▶ Assignment:
Only a number is wanted here: how many lines in the entries below contain the word "hypothesis".
※
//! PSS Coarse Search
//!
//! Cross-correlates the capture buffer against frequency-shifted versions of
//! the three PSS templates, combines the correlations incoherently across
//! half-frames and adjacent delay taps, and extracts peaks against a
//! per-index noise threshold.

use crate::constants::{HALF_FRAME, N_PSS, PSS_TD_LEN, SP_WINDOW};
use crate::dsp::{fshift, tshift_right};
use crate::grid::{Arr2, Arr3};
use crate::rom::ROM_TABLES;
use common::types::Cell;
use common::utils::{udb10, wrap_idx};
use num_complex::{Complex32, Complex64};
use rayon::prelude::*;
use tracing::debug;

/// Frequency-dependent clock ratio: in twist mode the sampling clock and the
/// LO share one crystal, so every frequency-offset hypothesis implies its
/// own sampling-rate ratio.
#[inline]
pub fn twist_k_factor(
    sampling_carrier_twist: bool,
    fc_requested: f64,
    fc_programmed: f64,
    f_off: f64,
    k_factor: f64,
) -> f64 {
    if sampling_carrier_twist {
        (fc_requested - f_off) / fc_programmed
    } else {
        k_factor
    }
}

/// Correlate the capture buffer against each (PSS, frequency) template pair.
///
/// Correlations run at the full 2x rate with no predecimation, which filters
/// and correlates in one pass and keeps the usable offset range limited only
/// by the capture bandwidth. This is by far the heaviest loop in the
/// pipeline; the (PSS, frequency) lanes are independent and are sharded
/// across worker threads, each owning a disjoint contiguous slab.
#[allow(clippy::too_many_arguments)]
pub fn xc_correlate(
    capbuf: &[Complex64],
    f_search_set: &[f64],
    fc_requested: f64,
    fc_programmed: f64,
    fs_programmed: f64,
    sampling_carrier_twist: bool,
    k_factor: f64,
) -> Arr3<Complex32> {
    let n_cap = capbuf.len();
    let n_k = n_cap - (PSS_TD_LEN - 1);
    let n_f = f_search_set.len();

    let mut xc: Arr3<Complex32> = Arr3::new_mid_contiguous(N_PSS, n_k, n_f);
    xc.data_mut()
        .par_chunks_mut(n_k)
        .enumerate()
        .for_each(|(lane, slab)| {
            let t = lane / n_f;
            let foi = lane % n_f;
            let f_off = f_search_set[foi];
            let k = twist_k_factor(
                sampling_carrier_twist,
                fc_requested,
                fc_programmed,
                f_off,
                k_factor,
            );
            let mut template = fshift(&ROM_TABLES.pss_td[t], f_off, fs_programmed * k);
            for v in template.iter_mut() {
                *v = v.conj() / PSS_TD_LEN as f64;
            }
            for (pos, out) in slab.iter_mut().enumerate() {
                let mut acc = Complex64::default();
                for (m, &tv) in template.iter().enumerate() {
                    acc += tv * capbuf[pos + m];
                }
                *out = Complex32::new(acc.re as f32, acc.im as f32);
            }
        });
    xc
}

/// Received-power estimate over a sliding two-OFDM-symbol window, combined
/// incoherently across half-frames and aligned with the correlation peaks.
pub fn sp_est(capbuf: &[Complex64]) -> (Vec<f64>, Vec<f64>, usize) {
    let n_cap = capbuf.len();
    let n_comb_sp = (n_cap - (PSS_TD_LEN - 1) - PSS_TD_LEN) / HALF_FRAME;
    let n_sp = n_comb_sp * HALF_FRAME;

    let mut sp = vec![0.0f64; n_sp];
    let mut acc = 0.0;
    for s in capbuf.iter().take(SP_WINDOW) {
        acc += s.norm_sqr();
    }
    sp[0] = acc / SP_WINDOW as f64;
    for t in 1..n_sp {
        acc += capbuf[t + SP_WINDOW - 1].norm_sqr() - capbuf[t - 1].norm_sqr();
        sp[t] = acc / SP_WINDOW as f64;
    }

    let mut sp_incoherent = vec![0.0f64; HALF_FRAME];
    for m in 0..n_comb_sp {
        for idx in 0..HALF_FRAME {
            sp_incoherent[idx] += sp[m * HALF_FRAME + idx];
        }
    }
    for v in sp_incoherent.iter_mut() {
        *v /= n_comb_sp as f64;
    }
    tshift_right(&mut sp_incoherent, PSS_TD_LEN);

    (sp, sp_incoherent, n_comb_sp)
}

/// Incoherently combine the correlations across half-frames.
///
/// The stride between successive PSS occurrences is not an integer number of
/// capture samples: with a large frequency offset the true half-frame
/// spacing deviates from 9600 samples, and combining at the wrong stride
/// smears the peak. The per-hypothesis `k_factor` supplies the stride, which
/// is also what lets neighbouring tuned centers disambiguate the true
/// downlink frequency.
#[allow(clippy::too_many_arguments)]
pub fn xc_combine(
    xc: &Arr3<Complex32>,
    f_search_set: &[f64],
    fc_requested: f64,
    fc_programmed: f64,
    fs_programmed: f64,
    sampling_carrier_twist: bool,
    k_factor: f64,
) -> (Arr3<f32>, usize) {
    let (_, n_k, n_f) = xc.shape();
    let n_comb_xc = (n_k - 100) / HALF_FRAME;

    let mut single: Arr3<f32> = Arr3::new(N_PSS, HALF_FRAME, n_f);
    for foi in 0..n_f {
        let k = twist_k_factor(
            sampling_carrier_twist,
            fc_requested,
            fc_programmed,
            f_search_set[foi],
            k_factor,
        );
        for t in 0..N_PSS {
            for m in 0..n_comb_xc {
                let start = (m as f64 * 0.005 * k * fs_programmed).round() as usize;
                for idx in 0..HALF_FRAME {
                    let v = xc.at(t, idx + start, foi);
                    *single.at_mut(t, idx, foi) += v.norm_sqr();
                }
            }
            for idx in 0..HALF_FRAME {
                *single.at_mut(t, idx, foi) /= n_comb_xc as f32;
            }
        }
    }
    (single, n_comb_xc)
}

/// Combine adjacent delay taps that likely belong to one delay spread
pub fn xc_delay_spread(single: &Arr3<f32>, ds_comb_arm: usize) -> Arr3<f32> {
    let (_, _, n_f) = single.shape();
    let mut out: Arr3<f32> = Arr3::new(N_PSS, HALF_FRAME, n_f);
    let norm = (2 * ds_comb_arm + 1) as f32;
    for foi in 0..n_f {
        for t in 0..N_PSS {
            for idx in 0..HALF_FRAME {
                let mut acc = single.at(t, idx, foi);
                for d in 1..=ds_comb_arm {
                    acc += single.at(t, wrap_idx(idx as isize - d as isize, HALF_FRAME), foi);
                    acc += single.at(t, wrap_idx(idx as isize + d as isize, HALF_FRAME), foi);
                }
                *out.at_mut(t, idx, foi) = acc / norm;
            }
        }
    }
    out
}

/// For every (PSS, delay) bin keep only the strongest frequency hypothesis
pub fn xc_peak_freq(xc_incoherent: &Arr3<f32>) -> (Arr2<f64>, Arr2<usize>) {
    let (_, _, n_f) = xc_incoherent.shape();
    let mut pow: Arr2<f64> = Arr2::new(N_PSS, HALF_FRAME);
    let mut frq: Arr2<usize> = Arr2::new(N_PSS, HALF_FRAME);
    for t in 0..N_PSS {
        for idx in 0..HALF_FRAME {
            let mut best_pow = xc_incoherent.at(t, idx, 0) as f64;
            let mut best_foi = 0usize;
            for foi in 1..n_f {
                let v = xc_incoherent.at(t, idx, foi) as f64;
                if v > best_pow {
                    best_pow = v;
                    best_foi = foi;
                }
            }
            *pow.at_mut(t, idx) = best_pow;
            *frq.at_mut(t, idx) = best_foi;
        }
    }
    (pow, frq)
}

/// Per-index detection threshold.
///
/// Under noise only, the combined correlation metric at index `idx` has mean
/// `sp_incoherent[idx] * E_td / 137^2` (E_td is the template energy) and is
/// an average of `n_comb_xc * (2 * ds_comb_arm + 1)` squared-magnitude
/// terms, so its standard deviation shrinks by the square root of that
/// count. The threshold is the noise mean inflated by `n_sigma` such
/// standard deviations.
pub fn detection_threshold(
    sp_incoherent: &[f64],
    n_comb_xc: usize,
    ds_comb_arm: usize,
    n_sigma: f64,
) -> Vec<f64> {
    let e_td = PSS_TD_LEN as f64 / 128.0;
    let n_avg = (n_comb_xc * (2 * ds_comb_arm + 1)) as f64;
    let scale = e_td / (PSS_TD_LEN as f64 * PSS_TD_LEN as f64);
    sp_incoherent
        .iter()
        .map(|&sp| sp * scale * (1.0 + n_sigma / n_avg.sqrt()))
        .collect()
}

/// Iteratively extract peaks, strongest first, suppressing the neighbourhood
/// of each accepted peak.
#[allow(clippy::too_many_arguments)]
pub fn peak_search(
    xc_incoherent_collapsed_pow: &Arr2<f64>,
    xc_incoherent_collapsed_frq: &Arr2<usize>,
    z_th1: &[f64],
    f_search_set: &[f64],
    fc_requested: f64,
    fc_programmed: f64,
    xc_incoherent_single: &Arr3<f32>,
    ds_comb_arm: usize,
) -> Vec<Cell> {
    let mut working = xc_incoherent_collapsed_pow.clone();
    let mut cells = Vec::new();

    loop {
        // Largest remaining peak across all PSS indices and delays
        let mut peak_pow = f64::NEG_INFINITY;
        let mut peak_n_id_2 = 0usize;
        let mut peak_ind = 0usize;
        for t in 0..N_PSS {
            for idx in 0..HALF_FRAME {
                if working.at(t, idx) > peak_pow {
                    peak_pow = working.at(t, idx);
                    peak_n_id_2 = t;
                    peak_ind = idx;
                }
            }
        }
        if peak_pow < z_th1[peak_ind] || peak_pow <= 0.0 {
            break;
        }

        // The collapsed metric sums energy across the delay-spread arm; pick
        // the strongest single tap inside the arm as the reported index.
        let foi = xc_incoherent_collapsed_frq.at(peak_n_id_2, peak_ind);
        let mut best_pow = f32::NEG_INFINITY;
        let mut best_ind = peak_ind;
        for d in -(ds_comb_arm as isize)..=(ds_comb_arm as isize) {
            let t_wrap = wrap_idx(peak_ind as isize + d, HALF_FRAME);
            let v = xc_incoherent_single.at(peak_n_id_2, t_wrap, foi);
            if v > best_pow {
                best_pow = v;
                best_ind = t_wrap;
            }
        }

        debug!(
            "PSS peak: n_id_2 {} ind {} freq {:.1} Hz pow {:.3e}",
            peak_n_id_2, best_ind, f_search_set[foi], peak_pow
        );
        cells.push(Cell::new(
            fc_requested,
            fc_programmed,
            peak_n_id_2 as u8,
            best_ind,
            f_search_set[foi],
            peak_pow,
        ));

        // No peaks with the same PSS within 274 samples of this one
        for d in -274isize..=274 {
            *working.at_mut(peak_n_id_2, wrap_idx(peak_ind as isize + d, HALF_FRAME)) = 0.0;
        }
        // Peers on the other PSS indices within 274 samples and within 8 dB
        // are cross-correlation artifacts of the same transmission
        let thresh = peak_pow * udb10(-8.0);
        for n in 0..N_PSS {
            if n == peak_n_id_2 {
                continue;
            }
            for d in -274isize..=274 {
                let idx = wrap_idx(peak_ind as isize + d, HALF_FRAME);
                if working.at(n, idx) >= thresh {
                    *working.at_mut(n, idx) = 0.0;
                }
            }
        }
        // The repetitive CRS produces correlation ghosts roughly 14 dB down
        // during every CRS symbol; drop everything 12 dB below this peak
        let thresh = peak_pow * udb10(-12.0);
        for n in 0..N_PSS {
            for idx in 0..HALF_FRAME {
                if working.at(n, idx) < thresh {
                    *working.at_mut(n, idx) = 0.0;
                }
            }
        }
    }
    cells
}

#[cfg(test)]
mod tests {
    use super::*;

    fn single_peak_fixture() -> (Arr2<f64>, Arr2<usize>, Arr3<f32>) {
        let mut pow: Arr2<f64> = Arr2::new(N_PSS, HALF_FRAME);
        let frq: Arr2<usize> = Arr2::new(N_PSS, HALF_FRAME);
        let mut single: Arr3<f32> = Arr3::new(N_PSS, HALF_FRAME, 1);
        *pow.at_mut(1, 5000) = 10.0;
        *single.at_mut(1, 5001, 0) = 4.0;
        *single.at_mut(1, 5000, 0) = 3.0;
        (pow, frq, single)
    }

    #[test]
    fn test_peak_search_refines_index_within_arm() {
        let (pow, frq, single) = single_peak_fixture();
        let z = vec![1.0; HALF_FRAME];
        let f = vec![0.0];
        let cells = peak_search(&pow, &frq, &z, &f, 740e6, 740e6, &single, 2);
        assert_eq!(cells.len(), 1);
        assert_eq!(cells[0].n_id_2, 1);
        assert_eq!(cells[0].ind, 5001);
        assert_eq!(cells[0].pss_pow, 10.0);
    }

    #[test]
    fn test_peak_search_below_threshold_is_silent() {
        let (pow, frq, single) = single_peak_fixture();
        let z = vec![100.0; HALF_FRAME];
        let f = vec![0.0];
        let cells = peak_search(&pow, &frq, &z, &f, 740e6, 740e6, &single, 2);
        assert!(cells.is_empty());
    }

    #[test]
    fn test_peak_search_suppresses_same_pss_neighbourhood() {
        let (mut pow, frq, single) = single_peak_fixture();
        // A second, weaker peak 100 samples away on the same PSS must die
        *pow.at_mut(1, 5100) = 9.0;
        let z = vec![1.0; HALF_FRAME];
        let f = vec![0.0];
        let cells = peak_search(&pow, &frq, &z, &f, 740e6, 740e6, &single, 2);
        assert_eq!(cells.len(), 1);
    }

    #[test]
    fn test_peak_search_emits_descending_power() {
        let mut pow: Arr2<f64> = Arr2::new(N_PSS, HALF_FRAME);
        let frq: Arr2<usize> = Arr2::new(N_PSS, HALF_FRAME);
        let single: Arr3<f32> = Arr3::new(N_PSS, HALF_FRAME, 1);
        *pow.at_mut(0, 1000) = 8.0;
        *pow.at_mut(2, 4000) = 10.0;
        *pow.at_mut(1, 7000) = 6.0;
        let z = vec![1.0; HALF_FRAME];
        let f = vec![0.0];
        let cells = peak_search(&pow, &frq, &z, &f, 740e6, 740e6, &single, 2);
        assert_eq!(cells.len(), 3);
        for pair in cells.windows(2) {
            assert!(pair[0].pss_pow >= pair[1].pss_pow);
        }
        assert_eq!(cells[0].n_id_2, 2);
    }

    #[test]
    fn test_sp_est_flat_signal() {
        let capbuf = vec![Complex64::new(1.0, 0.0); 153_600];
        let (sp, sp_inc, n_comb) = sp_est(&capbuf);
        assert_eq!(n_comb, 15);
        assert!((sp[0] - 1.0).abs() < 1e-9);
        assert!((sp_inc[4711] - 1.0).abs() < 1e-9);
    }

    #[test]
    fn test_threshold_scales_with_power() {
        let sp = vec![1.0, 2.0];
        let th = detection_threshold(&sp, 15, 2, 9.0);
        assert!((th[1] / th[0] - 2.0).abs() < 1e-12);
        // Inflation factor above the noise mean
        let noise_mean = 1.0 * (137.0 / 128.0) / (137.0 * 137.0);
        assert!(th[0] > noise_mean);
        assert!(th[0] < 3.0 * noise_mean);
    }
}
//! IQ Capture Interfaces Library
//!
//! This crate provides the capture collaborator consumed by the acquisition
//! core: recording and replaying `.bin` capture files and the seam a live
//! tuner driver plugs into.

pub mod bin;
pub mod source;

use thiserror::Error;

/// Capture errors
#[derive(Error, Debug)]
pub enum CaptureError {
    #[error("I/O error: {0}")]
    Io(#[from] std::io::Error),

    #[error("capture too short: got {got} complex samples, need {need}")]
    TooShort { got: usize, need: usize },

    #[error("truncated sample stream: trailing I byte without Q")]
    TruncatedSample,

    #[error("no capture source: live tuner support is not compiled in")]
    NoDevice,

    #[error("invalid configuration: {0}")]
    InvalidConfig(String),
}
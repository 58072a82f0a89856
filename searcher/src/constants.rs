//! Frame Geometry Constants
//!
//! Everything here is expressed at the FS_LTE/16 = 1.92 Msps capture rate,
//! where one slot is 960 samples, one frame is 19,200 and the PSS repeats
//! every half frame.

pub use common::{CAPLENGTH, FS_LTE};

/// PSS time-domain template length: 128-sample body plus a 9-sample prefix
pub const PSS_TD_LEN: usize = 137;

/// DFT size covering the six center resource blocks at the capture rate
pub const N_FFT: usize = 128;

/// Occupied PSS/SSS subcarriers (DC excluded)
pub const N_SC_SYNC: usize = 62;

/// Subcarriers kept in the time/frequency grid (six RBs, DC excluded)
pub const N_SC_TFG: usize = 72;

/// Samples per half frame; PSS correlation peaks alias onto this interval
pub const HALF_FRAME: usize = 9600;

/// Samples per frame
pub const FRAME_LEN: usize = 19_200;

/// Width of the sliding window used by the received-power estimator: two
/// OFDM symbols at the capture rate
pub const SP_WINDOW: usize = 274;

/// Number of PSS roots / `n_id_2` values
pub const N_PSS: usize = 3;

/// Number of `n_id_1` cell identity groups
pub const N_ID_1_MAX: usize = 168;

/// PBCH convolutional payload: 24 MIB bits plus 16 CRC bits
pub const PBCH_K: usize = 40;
※
▶ Result of this task:
3